* Input for this task
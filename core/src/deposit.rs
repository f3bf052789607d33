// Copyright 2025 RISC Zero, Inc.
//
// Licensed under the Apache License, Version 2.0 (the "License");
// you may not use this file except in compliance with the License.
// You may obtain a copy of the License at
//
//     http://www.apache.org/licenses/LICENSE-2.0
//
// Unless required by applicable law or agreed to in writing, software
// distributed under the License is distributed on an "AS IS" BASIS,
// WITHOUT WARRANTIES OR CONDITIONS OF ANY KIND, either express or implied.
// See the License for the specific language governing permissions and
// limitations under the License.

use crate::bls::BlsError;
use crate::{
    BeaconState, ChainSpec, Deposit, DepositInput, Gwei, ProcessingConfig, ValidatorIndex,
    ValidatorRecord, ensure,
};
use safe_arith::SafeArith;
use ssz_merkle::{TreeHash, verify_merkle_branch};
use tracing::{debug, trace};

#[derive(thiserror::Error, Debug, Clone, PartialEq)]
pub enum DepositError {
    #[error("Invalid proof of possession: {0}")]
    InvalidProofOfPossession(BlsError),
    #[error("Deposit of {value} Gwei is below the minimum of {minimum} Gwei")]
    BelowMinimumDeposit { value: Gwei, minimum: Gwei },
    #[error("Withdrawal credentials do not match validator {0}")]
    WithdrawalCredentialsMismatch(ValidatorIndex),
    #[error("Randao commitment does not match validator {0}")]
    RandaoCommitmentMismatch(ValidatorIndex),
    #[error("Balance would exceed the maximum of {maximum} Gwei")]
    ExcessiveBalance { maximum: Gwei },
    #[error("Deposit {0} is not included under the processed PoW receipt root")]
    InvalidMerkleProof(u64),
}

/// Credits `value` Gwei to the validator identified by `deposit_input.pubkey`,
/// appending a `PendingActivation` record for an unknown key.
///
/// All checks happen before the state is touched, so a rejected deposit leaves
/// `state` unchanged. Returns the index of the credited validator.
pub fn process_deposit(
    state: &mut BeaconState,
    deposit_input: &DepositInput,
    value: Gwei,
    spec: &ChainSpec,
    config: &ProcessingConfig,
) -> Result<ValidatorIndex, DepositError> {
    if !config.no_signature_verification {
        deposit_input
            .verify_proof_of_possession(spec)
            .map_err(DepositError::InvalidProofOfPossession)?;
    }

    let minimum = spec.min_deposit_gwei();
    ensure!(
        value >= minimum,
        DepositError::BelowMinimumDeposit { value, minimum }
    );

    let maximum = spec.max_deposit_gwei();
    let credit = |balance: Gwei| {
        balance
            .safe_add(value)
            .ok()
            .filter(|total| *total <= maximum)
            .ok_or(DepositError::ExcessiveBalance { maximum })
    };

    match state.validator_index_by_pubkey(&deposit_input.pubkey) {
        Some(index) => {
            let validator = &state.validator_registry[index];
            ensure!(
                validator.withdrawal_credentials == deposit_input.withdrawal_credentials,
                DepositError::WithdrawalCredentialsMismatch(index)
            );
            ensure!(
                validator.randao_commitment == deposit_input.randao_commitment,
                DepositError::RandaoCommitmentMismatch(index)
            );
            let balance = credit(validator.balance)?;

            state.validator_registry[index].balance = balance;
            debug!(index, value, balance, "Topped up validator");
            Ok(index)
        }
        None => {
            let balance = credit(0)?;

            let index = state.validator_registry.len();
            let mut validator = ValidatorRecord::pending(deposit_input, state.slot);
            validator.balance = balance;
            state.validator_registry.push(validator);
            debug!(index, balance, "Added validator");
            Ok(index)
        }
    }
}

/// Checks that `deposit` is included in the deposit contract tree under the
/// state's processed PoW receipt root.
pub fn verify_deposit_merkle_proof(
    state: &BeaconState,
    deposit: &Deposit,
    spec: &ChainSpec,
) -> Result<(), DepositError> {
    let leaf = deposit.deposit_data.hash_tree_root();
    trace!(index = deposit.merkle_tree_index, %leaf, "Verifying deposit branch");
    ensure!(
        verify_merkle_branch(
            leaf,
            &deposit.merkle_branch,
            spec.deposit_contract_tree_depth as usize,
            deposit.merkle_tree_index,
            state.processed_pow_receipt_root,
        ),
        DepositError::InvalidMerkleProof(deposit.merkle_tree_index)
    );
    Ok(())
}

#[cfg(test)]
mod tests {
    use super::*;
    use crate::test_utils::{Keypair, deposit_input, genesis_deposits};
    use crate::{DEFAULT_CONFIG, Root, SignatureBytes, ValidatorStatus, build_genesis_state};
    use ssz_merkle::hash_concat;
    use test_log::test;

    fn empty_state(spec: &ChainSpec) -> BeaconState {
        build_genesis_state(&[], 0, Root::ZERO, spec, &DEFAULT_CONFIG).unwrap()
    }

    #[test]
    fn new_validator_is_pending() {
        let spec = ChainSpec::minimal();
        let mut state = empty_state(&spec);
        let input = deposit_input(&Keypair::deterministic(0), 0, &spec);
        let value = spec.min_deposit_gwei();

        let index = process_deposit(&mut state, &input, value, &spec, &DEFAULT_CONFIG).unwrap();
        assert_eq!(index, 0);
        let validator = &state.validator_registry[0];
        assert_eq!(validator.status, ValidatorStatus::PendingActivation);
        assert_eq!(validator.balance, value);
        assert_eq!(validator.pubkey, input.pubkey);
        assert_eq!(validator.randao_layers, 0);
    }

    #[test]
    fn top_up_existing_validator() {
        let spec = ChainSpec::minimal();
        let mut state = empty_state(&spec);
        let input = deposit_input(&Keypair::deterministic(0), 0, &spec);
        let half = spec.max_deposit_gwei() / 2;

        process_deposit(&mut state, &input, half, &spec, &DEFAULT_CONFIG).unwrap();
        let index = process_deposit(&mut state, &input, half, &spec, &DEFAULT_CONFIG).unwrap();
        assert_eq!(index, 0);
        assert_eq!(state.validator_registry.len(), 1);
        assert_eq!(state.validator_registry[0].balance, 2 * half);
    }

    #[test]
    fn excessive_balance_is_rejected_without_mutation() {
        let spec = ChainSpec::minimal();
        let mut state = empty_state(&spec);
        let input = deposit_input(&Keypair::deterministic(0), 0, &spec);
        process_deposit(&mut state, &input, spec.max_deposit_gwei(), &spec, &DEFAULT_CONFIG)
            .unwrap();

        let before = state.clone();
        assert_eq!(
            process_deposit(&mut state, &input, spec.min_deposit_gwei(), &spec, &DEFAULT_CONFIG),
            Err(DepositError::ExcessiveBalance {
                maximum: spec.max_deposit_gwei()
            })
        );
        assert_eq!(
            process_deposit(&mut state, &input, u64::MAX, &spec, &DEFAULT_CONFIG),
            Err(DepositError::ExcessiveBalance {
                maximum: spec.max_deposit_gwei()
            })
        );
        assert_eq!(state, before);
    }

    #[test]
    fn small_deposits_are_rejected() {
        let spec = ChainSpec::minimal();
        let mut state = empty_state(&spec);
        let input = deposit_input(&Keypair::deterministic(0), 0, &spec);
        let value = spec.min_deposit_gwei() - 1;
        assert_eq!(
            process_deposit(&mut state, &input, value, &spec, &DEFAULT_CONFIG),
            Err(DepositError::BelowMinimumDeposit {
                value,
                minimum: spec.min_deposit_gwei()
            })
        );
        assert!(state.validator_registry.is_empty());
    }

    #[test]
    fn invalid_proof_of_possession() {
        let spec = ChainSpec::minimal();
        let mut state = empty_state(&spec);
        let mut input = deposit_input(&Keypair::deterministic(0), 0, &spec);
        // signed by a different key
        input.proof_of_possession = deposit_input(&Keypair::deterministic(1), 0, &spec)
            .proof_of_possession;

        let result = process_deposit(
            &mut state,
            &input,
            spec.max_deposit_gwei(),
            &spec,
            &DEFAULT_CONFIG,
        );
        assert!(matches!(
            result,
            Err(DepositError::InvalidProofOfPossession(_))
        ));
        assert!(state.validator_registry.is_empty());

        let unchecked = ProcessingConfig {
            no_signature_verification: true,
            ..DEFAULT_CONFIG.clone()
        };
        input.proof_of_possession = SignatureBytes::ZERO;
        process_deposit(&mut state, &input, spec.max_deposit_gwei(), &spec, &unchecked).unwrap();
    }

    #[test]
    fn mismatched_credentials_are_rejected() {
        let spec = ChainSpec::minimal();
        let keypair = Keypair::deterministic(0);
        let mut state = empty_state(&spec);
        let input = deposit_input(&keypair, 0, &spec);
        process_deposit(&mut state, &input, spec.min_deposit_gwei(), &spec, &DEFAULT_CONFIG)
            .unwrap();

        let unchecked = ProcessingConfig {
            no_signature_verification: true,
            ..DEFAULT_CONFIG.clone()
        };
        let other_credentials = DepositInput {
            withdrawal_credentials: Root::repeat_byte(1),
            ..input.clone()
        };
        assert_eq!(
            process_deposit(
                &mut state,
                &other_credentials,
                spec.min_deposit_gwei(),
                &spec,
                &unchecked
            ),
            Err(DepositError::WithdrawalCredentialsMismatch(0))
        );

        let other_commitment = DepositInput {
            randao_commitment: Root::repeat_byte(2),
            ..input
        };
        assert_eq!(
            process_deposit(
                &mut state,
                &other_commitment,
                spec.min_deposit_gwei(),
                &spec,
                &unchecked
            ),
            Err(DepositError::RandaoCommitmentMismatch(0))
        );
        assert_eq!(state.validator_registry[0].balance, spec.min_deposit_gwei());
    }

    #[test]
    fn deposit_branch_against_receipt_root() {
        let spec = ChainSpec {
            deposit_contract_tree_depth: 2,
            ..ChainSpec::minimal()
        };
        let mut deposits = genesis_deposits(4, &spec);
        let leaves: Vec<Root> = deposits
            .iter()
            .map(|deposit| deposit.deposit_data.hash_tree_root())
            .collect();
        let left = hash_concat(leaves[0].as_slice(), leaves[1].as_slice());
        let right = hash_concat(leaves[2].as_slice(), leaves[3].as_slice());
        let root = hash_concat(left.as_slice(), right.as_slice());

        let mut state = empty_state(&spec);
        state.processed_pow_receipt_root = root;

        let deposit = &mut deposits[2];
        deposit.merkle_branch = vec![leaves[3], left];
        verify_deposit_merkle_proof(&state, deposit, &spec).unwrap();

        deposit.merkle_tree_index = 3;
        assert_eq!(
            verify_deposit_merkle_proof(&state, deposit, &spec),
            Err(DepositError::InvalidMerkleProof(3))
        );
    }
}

* Task description
Across the data, tally the lines containing "WithdrawalCredentialsMismatch" and give back the number alone.

* Response area
3